Saved entries:
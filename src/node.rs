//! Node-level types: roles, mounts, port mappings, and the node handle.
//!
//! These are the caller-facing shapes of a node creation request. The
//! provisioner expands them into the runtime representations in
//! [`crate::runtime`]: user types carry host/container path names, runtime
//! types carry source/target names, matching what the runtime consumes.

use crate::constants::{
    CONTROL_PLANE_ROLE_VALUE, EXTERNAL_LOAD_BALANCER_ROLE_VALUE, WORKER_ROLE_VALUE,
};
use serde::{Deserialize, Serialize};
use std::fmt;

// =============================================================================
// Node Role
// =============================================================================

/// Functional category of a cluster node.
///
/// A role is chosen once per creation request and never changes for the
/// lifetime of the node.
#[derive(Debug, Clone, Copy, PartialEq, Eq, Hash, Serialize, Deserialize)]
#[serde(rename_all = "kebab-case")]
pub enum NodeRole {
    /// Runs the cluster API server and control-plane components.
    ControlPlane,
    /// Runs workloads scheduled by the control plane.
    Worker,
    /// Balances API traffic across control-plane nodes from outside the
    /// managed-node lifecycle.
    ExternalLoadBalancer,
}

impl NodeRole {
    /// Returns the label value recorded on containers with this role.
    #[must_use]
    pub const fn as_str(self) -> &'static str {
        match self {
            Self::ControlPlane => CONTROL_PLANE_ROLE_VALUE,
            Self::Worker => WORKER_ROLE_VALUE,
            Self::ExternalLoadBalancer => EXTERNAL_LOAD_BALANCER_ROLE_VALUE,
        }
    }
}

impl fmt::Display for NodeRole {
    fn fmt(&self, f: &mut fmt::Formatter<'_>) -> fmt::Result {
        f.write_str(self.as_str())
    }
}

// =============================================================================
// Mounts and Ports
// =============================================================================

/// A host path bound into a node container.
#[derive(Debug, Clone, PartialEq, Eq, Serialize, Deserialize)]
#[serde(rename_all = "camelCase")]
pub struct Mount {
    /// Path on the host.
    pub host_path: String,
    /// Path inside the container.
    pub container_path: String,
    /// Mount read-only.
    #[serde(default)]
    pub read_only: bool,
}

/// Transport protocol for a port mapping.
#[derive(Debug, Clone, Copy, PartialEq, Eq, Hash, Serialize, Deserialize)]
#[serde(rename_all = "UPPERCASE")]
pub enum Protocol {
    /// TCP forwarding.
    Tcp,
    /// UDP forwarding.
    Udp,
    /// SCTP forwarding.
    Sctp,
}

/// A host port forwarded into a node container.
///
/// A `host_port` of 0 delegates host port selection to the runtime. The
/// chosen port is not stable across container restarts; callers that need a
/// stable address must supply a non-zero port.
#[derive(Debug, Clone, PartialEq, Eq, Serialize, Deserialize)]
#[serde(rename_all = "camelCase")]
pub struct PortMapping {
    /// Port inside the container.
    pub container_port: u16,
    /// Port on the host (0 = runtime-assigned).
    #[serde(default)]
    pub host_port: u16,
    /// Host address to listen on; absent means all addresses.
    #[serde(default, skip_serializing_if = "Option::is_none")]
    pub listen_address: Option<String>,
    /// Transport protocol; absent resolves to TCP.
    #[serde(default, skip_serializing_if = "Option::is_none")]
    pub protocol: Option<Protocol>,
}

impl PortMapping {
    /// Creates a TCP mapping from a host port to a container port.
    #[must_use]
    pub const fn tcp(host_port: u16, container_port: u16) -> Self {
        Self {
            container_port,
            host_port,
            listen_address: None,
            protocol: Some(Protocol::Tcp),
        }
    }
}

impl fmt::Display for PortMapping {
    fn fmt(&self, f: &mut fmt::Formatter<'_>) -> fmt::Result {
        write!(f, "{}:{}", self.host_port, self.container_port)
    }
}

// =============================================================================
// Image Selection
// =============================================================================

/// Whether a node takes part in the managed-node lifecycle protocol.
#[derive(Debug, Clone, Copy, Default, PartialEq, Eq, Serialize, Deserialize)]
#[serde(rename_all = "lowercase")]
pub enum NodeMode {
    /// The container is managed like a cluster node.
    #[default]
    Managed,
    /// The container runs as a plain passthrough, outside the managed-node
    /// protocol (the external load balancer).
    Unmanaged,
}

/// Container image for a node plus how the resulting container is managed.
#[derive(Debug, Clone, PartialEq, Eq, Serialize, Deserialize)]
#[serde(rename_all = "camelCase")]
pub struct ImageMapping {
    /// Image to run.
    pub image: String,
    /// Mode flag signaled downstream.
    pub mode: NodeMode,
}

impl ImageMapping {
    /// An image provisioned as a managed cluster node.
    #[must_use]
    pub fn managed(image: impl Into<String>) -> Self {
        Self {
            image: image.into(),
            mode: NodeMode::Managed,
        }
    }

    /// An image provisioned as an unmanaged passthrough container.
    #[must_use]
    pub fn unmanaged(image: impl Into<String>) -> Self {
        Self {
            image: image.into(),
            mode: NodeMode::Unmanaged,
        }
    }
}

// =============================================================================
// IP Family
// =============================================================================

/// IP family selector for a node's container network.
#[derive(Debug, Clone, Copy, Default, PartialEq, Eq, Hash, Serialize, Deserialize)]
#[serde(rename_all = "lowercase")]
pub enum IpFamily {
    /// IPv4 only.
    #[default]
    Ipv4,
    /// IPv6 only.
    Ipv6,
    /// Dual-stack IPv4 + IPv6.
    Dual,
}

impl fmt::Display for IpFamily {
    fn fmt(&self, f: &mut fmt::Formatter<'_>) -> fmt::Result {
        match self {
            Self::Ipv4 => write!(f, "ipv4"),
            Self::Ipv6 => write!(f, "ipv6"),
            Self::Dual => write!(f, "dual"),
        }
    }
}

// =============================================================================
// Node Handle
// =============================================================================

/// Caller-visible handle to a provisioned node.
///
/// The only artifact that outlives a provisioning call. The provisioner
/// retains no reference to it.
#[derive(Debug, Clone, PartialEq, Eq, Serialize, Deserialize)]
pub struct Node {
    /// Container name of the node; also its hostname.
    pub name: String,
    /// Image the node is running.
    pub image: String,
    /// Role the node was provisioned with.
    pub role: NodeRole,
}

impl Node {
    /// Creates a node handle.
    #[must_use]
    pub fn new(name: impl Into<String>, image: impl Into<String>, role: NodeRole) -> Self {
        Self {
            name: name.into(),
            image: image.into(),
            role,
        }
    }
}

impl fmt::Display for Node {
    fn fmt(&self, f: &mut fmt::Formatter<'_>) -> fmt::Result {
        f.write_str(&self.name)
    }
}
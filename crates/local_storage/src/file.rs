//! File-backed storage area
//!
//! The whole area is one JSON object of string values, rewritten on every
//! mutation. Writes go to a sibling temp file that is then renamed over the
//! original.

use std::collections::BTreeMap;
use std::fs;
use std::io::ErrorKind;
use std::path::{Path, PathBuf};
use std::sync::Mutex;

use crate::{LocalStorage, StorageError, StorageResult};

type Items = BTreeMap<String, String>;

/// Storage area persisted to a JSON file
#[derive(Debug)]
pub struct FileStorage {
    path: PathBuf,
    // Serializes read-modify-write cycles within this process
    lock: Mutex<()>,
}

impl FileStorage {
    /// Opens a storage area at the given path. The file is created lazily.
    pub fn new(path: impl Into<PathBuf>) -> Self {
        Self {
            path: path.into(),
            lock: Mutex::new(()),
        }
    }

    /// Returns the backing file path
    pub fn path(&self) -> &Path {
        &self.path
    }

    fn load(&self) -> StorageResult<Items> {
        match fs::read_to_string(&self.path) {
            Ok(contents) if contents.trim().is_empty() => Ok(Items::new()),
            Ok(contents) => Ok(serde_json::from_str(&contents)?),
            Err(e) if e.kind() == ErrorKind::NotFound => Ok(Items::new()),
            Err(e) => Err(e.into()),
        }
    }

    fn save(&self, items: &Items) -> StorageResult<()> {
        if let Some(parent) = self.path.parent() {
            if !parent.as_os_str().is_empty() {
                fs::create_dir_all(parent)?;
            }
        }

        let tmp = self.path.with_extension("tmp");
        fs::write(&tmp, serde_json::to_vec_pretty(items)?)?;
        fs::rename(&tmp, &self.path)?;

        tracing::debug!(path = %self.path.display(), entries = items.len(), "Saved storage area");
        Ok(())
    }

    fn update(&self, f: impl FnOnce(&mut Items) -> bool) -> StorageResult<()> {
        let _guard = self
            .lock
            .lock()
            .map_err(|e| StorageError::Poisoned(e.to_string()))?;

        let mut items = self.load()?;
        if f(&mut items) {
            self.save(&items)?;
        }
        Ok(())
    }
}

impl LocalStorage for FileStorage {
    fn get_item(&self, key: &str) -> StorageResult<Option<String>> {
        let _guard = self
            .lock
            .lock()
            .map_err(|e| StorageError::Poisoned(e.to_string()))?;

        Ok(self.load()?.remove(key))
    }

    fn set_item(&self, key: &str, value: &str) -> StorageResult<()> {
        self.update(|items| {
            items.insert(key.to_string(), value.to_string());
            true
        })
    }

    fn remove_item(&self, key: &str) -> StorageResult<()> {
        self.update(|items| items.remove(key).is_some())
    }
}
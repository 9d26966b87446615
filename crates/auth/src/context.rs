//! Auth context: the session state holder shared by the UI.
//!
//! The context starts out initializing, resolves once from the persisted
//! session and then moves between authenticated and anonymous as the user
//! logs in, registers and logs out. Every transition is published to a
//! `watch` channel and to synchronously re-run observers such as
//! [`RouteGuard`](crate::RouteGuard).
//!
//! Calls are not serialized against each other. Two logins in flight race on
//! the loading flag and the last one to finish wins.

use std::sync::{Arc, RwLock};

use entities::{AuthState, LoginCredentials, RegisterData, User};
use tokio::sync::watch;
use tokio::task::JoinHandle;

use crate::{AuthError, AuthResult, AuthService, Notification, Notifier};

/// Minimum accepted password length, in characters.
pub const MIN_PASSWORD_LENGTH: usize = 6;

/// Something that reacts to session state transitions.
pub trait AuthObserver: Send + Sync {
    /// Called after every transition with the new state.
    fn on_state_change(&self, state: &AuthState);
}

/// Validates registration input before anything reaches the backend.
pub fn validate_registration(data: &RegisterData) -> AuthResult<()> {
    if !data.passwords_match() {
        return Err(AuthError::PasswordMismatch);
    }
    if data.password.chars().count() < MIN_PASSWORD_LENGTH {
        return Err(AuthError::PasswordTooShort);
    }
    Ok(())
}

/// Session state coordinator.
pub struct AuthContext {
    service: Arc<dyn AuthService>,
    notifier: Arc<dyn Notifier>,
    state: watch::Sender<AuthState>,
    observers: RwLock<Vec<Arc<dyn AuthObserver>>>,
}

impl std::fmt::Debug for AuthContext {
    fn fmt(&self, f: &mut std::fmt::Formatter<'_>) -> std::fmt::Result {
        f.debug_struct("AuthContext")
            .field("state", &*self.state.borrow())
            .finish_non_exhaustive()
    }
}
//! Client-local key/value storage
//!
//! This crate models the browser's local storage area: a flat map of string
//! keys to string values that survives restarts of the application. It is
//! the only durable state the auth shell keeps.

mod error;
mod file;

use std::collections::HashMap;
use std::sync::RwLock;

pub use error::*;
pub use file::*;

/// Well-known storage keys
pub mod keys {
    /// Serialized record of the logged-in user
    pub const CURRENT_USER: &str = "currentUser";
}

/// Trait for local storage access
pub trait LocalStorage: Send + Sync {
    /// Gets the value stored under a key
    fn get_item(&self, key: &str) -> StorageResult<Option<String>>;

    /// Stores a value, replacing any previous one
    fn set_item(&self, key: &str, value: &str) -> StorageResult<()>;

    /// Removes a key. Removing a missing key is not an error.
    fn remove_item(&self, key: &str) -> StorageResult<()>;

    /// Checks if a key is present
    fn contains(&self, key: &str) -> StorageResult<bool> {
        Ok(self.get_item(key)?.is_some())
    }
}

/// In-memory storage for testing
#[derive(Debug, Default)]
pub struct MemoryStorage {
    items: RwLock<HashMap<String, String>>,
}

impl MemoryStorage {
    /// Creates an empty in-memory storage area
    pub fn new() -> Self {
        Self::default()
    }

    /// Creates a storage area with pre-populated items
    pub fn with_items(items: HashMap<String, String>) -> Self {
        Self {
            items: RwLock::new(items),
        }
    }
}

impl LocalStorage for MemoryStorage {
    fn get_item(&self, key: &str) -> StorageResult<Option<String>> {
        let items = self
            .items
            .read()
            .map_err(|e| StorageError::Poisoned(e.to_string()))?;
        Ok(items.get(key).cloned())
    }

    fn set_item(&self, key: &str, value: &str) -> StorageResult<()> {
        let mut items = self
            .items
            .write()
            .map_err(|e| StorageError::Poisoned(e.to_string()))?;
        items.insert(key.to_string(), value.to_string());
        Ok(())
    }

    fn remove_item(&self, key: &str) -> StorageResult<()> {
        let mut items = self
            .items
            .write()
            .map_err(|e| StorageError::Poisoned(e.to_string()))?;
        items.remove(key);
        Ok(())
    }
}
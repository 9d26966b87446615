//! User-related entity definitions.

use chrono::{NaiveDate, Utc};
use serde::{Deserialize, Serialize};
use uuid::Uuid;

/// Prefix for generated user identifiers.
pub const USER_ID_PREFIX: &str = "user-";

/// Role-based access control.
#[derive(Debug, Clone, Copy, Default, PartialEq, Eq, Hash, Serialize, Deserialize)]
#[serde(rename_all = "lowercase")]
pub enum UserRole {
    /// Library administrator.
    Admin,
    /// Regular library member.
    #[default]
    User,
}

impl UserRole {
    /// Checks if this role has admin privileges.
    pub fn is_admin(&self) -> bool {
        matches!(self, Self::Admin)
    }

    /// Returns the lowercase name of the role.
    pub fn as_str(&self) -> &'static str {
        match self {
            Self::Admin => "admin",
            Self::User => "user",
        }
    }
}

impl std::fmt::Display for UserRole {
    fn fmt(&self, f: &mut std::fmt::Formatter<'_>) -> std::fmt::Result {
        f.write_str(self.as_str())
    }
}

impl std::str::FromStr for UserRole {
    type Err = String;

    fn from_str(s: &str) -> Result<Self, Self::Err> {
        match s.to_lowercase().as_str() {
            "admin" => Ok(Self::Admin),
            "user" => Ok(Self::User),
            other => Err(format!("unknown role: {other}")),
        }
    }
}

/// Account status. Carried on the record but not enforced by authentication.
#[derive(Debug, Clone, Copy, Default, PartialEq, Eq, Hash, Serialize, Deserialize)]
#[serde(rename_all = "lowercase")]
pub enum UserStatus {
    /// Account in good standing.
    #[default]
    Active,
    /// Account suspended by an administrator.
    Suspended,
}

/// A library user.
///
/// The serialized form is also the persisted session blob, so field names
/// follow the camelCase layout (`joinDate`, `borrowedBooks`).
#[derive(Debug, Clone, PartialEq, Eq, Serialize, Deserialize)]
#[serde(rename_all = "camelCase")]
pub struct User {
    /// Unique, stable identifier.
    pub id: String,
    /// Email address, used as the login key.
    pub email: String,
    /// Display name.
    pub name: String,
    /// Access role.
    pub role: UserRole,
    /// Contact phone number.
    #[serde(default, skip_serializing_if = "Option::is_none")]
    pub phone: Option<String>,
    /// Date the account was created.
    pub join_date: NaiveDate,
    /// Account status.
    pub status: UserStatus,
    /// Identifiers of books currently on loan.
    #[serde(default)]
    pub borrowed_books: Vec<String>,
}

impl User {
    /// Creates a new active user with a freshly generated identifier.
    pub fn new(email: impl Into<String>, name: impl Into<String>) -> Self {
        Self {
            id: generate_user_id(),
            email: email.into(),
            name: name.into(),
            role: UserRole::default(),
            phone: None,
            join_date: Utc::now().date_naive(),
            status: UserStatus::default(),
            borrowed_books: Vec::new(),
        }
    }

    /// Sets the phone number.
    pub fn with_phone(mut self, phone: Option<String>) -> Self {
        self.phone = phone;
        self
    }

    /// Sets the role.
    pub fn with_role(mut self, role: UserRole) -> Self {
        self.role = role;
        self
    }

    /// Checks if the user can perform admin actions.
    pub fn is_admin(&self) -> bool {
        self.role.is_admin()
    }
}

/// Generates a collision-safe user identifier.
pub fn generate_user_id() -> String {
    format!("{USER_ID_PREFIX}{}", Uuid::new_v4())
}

* _Task description_: Each line above that contains the word "tokio" should be returned.

* _Solution to this problem_:
use tokio::sync::watch;
use tokio::task::JoinHandle;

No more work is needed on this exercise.